▶ _Work required_
Search the data for the string "email" and gather each line it is in.

(Dataset entries)
>>>>>

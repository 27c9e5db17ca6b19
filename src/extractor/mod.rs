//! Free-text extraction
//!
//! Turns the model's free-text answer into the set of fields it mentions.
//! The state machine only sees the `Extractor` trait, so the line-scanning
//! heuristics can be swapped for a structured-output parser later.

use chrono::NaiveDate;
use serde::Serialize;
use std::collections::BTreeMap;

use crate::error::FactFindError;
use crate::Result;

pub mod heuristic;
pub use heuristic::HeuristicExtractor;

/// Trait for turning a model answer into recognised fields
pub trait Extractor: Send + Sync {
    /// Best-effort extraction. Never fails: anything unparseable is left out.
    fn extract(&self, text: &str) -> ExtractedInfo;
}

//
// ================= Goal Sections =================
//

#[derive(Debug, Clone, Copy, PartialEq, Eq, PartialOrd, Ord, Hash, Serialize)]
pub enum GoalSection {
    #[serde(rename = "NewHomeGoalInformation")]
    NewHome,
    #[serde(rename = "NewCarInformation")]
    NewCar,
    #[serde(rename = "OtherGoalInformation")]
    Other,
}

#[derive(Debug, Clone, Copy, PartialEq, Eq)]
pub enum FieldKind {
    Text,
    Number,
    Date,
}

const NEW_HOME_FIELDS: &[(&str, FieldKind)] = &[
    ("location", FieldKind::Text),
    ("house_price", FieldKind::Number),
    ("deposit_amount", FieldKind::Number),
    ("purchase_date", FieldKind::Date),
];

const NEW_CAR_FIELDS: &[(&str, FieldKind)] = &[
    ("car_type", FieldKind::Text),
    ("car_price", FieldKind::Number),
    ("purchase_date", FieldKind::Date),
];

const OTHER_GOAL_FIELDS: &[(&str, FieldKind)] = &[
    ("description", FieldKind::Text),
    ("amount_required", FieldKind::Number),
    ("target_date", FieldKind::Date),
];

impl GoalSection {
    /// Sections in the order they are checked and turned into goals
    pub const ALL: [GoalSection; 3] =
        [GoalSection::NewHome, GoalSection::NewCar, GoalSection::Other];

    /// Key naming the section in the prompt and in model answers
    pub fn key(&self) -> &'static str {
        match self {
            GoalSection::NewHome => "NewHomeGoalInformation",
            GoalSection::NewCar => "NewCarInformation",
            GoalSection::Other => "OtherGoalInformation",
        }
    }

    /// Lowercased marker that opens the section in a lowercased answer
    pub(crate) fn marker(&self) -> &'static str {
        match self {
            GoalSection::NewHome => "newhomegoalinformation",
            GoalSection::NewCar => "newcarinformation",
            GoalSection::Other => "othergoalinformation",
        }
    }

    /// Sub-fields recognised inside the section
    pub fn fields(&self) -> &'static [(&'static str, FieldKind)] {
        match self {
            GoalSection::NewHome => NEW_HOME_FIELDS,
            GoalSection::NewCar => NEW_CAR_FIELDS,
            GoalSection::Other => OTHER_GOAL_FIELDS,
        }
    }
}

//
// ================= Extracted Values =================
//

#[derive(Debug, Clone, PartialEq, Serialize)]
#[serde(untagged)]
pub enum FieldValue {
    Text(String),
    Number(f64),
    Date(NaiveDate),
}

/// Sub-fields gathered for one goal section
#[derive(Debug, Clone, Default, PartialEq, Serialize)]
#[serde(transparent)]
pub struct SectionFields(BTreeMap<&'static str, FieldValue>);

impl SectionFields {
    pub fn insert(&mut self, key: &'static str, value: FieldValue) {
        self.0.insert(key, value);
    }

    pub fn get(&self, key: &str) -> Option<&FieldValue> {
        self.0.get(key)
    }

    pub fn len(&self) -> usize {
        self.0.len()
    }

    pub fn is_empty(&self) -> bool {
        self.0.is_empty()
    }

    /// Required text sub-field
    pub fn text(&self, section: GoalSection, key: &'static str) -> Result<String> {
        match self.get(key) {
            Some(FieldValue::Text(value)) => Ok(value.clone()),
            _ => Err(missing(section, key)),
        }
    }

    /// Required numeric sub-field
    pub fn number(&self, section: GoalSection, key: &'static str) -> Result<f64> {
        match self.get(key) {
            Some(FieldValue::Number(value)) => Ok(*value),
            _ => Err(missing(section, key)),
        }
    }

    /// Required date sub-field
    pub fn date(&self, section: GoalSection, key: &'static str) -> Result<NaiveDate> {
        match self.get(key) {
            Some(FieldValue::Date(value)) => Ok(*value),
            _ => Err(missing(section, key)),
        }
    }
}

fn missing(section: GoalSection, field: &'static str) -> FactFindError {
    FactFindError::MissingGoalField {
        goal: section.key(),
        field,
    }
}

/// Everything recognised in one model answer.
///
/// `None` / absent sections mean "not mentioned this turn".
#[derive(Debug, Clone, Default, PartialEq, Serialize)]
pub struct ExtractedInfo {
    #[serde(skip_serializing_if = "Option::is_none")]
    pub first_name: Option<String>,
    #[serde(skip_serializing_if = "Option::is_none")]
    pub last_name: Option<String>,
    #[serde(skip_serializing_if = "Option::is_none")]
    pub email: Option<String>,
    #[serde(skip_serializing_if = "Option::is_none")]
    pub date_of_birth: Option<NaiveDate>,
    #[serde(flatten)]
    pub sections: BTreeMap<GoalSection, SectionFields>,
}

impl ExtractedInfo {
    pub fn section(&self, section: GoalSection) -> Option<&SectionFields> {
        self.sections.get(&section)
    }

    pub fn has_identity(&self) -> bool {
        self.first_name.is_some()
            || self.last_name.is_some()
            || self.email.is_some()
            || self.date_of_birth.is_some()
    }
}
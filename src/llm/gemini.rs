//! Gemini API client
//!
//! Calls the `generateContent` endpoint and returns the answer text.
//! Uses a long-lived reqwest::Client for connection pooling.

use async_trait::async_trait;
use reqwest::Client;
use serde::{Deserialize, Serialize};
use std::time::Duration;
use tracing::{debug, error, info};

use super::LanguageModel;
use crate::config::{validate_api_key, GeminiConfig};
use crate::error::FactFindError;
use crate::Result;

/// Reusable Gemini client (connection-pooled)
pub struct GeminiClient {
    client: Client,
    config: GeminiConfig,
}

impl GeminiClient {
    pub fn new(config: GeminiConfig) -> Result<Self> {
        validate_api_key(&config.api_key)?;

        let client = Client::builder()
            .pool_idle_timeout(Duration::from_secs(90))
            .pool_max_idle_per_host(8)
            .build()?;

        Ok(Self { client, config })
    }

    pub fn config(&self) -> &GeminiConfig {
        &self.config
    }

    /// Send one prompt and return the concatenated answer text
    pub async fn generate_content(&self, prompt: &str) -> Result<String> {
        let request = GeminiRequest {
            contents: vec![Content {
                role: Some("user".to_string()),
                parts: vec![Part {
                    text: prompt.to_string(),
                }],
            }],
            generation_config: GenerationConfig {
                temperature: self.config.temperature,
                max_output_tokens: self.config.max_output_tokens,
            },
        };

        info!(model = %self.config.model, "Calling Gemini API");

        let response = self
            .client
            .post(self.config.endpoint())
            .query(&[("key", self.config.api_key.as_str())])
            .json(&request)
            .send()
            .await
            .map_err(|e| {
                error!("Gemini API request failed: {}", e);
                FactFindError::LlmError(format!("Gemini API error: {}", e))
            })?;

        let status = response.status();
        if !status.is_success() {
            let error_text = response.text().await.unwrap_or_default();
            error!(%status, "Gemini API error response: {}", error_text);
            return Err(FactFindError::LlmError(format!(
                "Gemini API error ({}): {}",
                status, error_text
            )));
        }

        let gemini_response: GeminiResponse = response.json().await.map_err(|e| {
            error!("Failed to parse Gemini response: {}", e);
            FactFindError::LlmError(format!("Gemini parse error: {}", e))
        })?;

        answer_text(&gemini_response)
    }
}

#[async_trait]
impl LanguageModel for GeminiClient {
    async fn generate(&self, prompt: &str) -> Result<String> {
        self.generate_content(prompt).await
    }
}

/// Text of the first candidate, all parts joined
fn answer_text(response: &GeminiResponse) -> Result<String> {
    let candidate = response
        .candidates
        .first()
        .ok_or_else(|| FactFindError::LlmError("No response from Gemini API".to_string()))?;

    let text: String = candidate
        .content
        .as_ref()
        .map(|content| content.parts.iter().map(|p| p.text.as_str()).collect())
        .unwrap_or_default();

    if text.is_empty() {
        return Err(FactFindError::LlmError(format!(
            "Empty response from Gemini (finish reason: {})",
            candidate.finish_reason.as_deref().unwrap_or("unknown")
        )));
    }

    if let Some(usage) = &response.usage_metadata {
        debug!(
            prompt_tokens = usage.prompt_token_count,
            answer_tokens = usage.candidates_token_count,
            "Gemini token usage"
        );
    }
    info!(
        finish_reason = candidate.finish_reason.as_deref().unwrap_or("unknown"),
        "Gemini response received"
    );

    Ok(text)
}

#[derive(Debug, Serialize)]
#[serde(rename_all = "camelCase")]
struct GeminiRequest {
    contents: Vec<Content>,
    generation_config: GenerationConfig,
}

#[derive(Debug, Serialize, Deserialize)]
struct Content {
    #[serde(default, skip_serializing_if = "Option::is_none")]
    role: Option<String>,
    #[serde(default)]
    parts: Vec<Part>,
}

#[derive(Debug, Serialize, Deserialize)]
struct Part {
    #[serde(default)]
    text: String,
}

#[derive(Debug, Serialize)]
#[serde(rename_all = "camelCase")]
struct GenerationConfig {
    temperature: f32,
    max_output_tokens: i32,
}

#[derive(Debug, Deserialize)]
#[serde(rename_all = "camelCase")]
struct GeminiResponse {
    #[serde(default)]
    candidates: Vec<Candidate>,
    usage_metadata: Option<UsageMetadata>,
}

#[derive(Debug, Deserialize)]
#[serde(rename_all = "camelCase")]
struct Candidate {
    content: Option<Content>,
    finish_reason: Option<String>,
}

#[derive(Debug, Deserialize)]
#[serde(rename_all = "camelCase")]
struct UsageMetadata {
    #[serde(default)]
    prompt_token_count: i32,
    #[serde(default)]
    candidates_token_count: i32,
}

<<<<<

▶ _Problem solution_
    pub email: Option<String>,
            || self.email.is_some()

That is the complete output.